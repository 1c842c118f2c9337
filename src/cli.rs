use crate::config::{ConfigError, ParserStrategy};
use crate::settings::Settings;
use clap::{Args, Parser};
use std::path::PathBuf;

/// Options shared by both tools
#[derive(Args, Debug, Clone, Default)]
pub struct CommonArgs {
    /// Start the environment file search in this directory
    #[arg(long, value_name = "DIR")]
    pub root: Option<PathBuf>,
    /// Name of the environment file to look for
    #[arg(long, value_name = "NAME")]
    pub env_file: Option<String>,
    /// Parser used to load the environment file
    #[arg(long, value_enum, value_name = "STRATEGY")]
    pub parser: Option<ParserStrategy>,
    /// Read tool settings from a TOML file
    #[arg(long, value_name = "FILE")]
    pub config: Option<PathBuf>,
}

impl CommonArgs {
    /// Build settings: command line over settings file over defaults
    pub fn settings(&self) -> Result<Settings, ConfigError> {
        let mut settings = match &self.config {
            Some(path) => Settings::from_file(path)?,
            None => Settings::default(),
        };
        if let Some(root) = &self.root {
            settings.root = Some(root.clone());
        }
        if let Some(env_file) = &self.env_file {
            settings.env_file.clone_from(env_file);
        }
        if let Some(parser) = self.parser {
            settings.parser = parser;
        }
        Ok(settings)
    }
}

/// Compare `.env` declarations with the process environment
#[derive(Parser, Debug)]
#[command(name = "check-env")]
#[command(version = crate::VERSION)]
#[command(about = "Show .env keys whose values differ from the process environment")]
pub struct CheckEnvCli {
    /// Shared options
    #[command(flatten)]
    pub common: CommonArgs,
}

impl CheckEnvCli {
    /// Parse command line arguments
    #[must_use]
    pub fn parse() -> Self {
        <Self as Parser>::parse()
    }
}

/// Print tables, row counts and sample rows of the configured database
#[derive(Parser, Debug)]
#[command(name = "db-inspect")]
#[command(version = crate::VERSION)]
#[command(about = "List database tables with row counts and sample rows")]
pub struct DbInspectCli {
    /// Sample rows per table
    #[arg(short = 'n', long, value_name = "N")]
    pub sample: Option<u32>,
    /// Let .env values replace variables already set in the environment
    #[arg(long = "override")]
    pub override_existing: bool,
    /// Shared options
    #[command(flatten)]
    pub common: CommonArgs,
}

impl DbInspectCli {
    /// Parse command line arguments
    #[must_use]
    pub fn parse() -> Self {
        <Self as Parser>::parse()
    }

    /// Settings with the `--sample` and `--override` flags applied
    pub fn settings(&self) -> Result<Settings, ConfigError> {
        let mut settings = self.common.settings()?;
        if let Some(sample) = self.sample {
            settings.sample = sample;
        }
        settings.override_existing |= self.override_existing;
        Ok(settings)
    }
}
* * * * * * * * *
(YOUR ASSIGNMENT):
If a line of the data contains "values", copy it out.

(ANSWER TO THE PROBLEM):
#[command(about = "Show .env keys whose values differ from the process environment")]
    /// Let .env values replace variables already set in the environment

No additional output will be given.